(Stored items)
*** Block opens ***

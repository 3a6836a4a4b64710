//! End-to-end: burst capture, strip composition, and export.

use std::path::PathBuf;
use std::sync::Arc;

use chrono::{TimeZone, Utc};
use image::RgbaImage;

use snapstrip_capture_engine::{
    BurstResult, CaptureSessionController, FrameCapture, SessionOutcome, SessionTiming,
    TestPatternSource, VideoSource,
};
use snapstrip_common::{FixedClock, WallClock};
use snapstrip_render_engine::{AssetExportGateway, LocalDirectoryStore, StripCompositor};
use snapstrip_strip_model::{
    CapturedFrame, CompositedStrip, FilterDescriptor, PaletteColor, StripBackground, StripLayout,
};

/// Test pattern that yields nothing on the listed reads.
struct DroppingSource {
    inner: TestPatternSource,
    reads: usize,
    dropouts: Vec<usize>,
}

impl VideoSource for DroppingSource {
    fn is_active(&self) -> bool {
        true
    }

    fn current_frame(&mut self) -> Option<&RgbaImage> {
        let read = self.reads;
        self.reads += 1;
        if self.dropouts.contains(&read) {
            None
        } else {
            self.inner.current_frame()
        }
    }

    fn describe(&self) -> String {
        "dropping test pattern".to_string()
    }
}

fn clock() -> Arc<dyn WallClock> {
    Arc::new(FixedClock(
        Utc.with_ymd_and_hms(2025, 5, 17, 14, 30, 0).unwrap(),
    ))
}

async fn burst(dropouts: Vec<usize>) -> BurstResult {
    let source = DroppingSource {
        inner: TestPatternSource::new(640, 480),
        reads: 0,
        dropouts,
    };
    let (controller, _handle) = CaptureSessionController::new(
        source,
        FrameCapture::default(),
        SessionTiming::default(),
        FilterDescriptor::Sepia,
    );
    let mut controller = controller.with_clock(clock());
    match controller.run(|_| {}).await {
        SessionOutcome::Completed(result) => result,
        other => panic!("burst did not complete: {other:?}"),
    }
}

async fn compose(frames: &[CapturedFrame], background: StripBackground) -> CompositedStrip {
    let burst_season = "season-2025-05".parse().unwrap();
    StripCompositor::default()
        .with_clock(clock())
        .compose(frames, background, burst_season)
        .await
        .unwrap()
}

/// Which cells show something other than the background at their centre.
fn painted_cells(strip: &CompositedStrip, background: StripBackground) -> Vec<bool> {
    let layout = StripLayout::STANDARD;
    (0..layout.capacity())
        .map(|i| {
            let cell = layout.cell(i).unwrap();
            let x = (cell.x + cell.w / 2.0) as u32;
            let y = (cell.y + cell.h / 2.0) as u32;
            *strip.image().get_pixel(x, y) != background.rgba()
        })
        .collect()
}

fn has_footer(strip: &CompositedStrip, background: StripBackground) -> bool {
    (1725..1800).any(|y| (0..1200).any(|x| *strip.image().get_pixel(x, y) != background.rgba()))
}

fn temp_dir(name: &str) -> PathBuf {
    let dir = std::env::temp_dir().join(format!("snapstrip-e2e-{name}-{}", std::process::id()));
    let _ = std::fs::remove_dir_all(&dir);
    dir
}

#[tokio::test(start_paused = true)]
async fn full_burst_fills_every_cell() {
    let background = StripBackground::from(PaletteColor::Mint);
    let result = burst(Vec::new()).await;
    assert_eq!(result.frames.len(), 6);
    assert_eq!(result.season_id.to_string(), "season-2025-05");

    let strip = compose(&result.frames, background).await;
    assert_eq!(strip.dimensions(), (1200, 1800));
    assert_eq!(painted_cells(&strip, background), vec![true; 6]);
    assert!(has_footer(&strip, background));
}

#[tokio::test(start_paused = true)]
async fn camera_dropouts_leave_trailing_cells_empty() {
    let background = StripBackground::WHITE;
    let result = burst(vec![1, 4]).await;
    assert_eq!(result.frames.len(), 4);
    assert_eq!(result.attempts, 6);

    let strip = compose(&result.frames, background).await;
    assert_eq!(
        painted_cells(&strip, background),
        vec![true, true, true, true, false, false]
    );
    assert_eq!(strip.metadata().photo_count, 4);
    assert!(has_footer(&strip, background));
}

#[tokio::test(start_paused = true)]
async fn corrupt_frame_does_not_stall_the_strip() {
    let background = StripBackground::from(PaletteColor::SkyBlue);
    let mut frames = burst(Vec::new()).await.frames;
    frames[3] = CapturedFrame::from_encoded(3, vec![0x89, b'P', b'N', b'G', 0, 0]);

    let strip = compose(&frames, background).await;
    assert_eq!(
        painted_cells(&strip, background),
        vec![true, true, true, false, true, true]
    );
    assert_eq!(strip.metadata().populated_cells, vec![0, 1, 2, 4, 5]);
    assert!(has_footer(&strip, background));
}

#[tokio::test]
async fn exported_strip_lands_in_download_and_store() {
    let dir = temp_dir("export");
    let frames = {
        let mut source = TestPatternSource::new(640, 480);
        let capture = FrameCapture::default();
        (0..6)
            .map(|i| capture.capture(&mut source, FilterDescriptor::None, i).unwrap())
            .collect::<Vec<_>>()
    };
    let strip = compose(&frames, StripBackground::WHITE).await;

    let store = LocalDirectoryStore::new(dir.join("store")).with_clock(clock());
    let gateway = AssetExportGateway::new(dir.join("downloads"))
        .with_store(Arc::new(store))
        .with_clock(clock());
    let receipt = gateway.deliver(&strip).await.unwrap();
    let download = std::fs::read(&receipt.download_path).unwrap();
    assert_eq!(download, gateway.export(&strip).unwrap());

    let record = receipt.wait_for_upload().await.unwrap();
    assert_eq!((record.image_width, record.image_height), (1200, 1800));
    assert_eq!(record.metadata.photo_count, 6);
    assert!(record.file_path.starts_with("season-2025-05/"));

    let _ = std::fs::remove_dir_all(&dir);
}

*** Block closes ***

All lines from the one containing "assert_eq!(download, gateway.export(&strip).unwrap());" through the last line of the data must be set down exactly. No other lines belong in the answer.

    assert_eq!(download, gateway.export(&strip).unwrap());

    let record = receipt.wait_for_upload().await.unwrap();
    assert_eq!((record.image_width, record.image_height), (1200, 1800));
    assert_eq!(record.metadata.photo_count, 6);
    assert!(record.file_path.starts_with("season-2025-05/"));

    let _ = std::fs::remove_dir_all(&dir);
}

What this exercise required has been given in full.